*EXERCISE PROMPT*: Print the listing exactly, but only as far as the line containing "session feeding the". The first line and that line are both included.

*RECORDS TO USE*:
((
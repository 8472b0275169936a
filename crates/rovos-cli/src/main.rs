//! `rovos` – rover node and fleet coordinator in one binary.
//!
//! `rovos rover` runs the full on-rover stack: a ranging session feeding the
//! filter pump, the RPC endpoint, the motion-control loop and the SQLite
//! mission log. `rovos coordinator` polls every rover on the roster and
//! prints the fleet view.
//!
//! Configuration comes from `rovos.toml` (see [`config`]); `ROVOS_*`
//! environment variables override individual fields.

mod config;
mod pump;
mod telemetry;
mod tty;

use std::sync::atomic::{AtomicBool, Ordering};
use std::sync::{Arc, Mutex};
use std::time::Duration;

use chrono::Utc;
use colored::Colorize;
use rovos_control::{ControlLoop, MotionController};
use rovos_coordinator::{RoverServer, SessionLauncher, SwarmCoordinator, SwarmView};
use rovos_log::{MissionLog, TickRecord};
use rovos_radio::sim::{SimScanner, SimTransport};
use rovos_radio::transport::SerialUwbTransport;
use rovos_radio::{DeviceHandle, RangingSession, RangingTransport, SessionConfig};
use rovos_telemetry::TelemetryStore;
use rovos_types::{ControlError, Rgb, VelocityCommand};
use tokio::net::TcpListener;
use tokio::sync::mpsc;
use tracing::{debug, info, warn};
use uuid::Uuid;

use crate::config::{Config, Transport};
use crate::tty::TtyLineIo;

fn main() {
    banner();

    let args: Vec<String> = std::env::args().skip(1).collect();
    let Some(mode) = args.first().map(String::as_str) else {
        usage();
        return;
    };

    let cfg = match config::load() {
        Ok(Some(cfg)) => {
            println!("{} {}", "config:".bold(), config::config_path().display());
            cfg
        }
        Ok(None) => {
            println!("{}", "no rovos.toml found, using defaults".yellow());
            let mut cfg = Config::default();
            config::apply_env_overrides(&mut cfg);
            cfg
        }
        Err(err) => {
            eprintln!("{} {}", "config error:".red().bold(), err);
            std::process::exit(2);
        }
    };

    // Tracing comes up once the `[log]` section is known, and before the
    // runtime: the simple OTLP exporter needs no runtime at init time, and
    // must not capture one.
    let _guard = telemetry::init_tracing(&cfg.log);

    let runtime = match tokio::runtime::Builder::new_multi_thread()
        .enable_all()
        .build()
    {
        Ok(runtime) => runtime,
        Err(err) => {
            eprintln!("{} {}", "runtime error:".red().bold(), err);
            std::process::exit(1);
        }
    };

    let stop = Arc::new(AtomicBool::new(false));
    let drive = ConsoleDrive::default();
    {
        let stop = Arc::clone(&stop);
        let drive = drive.clone();
        let handler = move || {
            // Zero the chassis before anything reacts to the flag.
            drive.emergency_stop();
            stop.store(true, Ordering::SeqCst);
        };
        if let Err(err) = ctrlc::set_handler(handler) {
            eprintln!("{} {}", "signal handler error:".red().bold(), err);
            std::process::exit(1);
        }
    }

    let result = match mode {
        "rover" => runtime.block_on(run_rover(cfg, stop, drive)),
        "coordinator" => runtime.block_on(run_coordinator(cfg, stop)),
        other => {
            eprintln!("{} unknown mode `{other}`", "error:".red().bold());
            usage();
            std::process::exit(2);
        }
    };

    if let Err(err) = result {
        eprintln!("{} {}", "fatal:".red().bold(), err);
        std::process::exit(1);
    }
}

fn banner() {
    println!("{}", "rovos - UWB rover swarm runtime".bold().cyan());
}

fn usage() {
    println!("usage: rovos <rover|coordinator>");
    println!();
    println!("  rover        run the ranging, control and RPC stack on a rover");
    println!("  coordinator  poll the fleet roster and print the swarm view");
}

// ---------------------------------------------------------------------------
// Rover mode
// ---------------------------------------------------------------------------

async fn run_rover(
    cfg: Config,
    stop: Arc<AtomicBool>,
    mut drive: ConsoleDrive,
) -> Result<(), String> {
    println!(
        "{} {} ({} transport)",
        "rover".green().bold(),
        cfg.device_id,
        cfg.transport
    );

    let store = Arc::new(TelemetryStore::new());
    let (samples_tx, samples_rx) = mpsc::channel(256);
    tokio::spawn(pump::run(samples_rx, cfg.filter_chain(), Arc::clone(&store)));

    let transport: Box<dyn RangingTransport> = match cfg.transport {
        Transport::Sim => Box::new(sim_transport(&cfg)),
        Transport::Serial => {
            let io = TtyLineIo::open(&cfg.serial_port)
                .await
                .map_err(|e| e.to_string())?;
            Box::new(SerialUwbTransport::new(Box::new(io)))
        }
    };
    let mut session_config = SessionConfig::new(&cfg.device_id);
    if let Some(identity) = &cfg.expected_identity {
        session_config = session_config.with_expected_identity(identity);
    }
    let session = RangingSession::new(
        session_config,
        transport,
        Arc::clone(&store),
        samples_tx,
        Arc::clone(&stop),
    );
    // The sim advertises itself so the scan gate is exercised end to end;
    // the serial path connects directly.
    let session = match cfg.transport {
        Transport::Sim => session.with_scanner(Box::new(SimScanner::new(vec![DeviceHandle {
            name: format!("{}-dwm", cfg.device_id),
            address: "SIM:00".to_string(),
        }]))),
        Transport::Serial => session,
    };

    let starter = Arc::new(SessionStarter::new(session));
    if cfg.autostart_ranging {
        starter.start(&cfg.device_id);
    } else {
        println!(
            "{}",
            "waiting for start_connection before ranging".yellow()
        );
    }

    let listener = TcpListener::bind(("0.0.0.0", cfg.rpc_port))
        .await
        .map_err(|e| format!("bind 0.0.0.0:{}: {e}", cfg.rpc_port))?;
    let launcher: Arc<dyn SessionLauncher> = starter;
    let server = RoverServer::new(&cfg.device_id, Arc::clone(&store), launcher);
    tokio::spawn(async move {
        if let Err(err) = server.serve(listener).await {
            warn!(%err, "rpc server stopped");
        }
    });

    let log = MissionLog::open(&cfg.log_db).map_err(|e| e.to_string())?;
    let mission_id = Uuid::new_v4();
    println!("{} {}", "mission".bold(), mission_id);

    let controller = MotionController::new(cfg.controller_config(), cfg.plan());
    let control = ControlLoop::new(
        controller,
        Arc::clone(&store),
        &cfg.device_id,
        Arc::clone(&stop),
    );

    let device_id = cfg.device_id.clone();
    let result = control
        .run(&mut drive, |report| {
            let record = TickRecord {
                mission_id,
                tick: report.tick,
                timestamp: Utc::now(),
                device_id: device_id.clone(),
                state: format!("{:?}", report.state),
                position: report.position,
                target: report.target.as_ref().map(|t| (t.x_mm, t.y_mm)),
                speed: report.command.map(|c| c.speed),
                heading_deg: report.command.map(|c| c.heading_deg),
                waypoint_index: report.waypoint_index as u64,
            };
            if let Err(err) = log.record_tick(&record) {
                warn!(%err, "mission log write failed");
            }
        })
        .await;

    match result {
        Ok(state) => {
            println!("{} {state:?}", "mission ended:".green().bold());
            Ok(())
        }
        Err(err) => Err(format!("mission aborted: {err}")),
    }
}

/// A scripted flight for hardware-free runs: hold the arena centre until the
/// filters warm up, then walk the choreography waypoint by waypoint.
fn sim_transport(cfg: &Config) -> SimTransport {
    let origin = (
        cfg.control.arena_width_mm / 2.0,
        cfg.control.arena_height_mm / 2.0,
    );
    let mut sim = SimTransport::new()
        .with_description(format!("sim:{}", cfg.device_id))
        .with_sample_interval(Duration::from_millis(50));

    for _ in 0..15 {
        sim = sim.with_sample(origin.0, origin.1, 0.0);
    }

    let mut rows = cfg.waypoints.clone();
    rows.sort_by_key(|w| w.time_ms);
    // The controller anchors the plan's first waypoint at the first fix, so
    // the scripted track replays displacements from that waypoint.
    let anchor = rows
        .first()
        .map(|r| (r.x_m * 1000.0, r.y_m * 1000.0))
        .unwrap_or((0.0, 0.0));
    let mut from = anchor;
    for row in &rows {
        // Choreography rows are metres.
        let to = (row.x_m * 1000.0, row.y_m * 1000.0);
        for step in 1..=20 {
            let t = f64::from(step) / 20.0;
            sim = sim.with_sample(
                origin.0 + from.0 + (to.0 - from.0) * t - anchor.0,
                origin.1 + from.1 + (to.1 - from.1) * t - anchor.1,
                0.0,
            );
        }
        from = to;
    }
    // Hold the final pose long enough for the smoothed estimate to settle
    // inside the arrival tolerance.
    for _ in 0..40 {
        sim = sim.with_sample(origin.0 + from.0 - anchor.0, origin.1 + from.1 - anchor.1, 0.0);
    }
    sim
}

/// One-shot launcher handed to the RPC server: the first `start_connection`
/// takes the session out of the slot and spawns it.
struct SessionStarter {
    session: Mutex<Option<RangingSession>>,
}

impl SessionStarter {
    fn new(session: RangingSession) -> Self {
        Self {
            session: Mutex::new(Some(session)),
        }
    }
}

impl SessionLauncher for SessionStarter {
    fn start(&self, device_id: &str) -> bool {
        match self.session.lock().expect("session slot poisoned").take() {
            Some(session) => {
                info!(%device_id, "ranging session started");
                tokio::spawn(session.run());
                true
            }
            None => false,
        }
    }
}

/// Drive backend that narrates commands instead of moving motors.
///
/// Cloneable so the Ctrl-C handler can issue a zero-speed command through
/// the same backend the control loop drives.
#[derive(Clone, Default)]
struct ConsoleDrive {
    last: Arc<Mutex<Option<VelocityCommand>>>,
}

impl ConsoleDrive {
    fn apply(&self, command: &VelocityCommand) {
        debug!(
            speed = command.speed,
            heading_deg = command.heading_deg,
            "drive"
        );
        *self.last.lock().expect("drive state poisoned") = Some(*command);
    }

    fn emergency_stop(&self) {
        self.apply(&VelocityCommand::stop());
        println!("{}", "emergency stop: zero-speed commanded".red().bold());
    }
}

impl rovos_control::DriveActuator for ConsoleDrive {
    fn drive(&mut self, command: &VelocityCommand) -> Result<(), ControlError> {
        self.apply(command);
        Ok(())
    }

    fn set_indicator(&mut self, color: Rgb) -> Result<(), ControlError> {
        debug!(r = color.0, g = color.1, b = color.2, "indicator");
        Ok(())
    }
}

// ---------------------------------------------------------------------------
// Coordinator mode
// ---------------------------------------------------------------------------

async fn run_coordinator(cfg: Config, stop: Arc<AtomicBool>) -> Result<(), String> {
    let roster = cfg.roster();
    if roster.is_empty() {
        return Err("coordinator mode needs [[roster]] entries in rovos.toml".to_string());
    }
    println!(
        "{} polling {} rover(s)",
        "coordinator".green().bold(),
        roster.len()
    );

    let coordinator = SwarmCoordinator::new(Arc::clone(&stop));
    let view = coordinator.view();
    let pollers = coordinator.spawn_pollers(&roster);

    while !stop.load(Ordering::SeqCst) {
        tokio::time::sleep(Duration::from_secs(1)).await;
        print_fleet(&view);
    }
    for poller in pollers {
        let _ = poller.await;
    }
    println!("{}", "coordinator stopped".yellow());
    Ok(())
}

fn print_fleet(view: &SwarmView) {
    let mut entries = view.snapshot();
    entries.sort_by(|a, b| a.device_id.cmp(&b.device_id));
    println!("{}", "fleet".bold());
    for entry in entries {
        let freshness = if entry.fresh {
            "fresh".green()
        } else {
            "stale".yellow()
        };
        match &entry.report {
            Some(report) => println!(
                "  {:<8} {freshness} x={:>9.1} y={:>9.1} z={:>9.1} [{}] {}",
                entry.device_id, report.x, report.y, report.z, report.status, report.timestamp
            ),
            None => println!("  {:<8} {freshness} (no report yet)", entry.device_id),
        }
    }
}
))
*REPLY*:
repository 8472b0275169936a
filename crates/rovos-cli/src/main.rs
//! `rovos` – rover node and fleet coordinator in one binary.
//!
//! `rovos rover` runs the full on-rover stack: a ranging session feeding the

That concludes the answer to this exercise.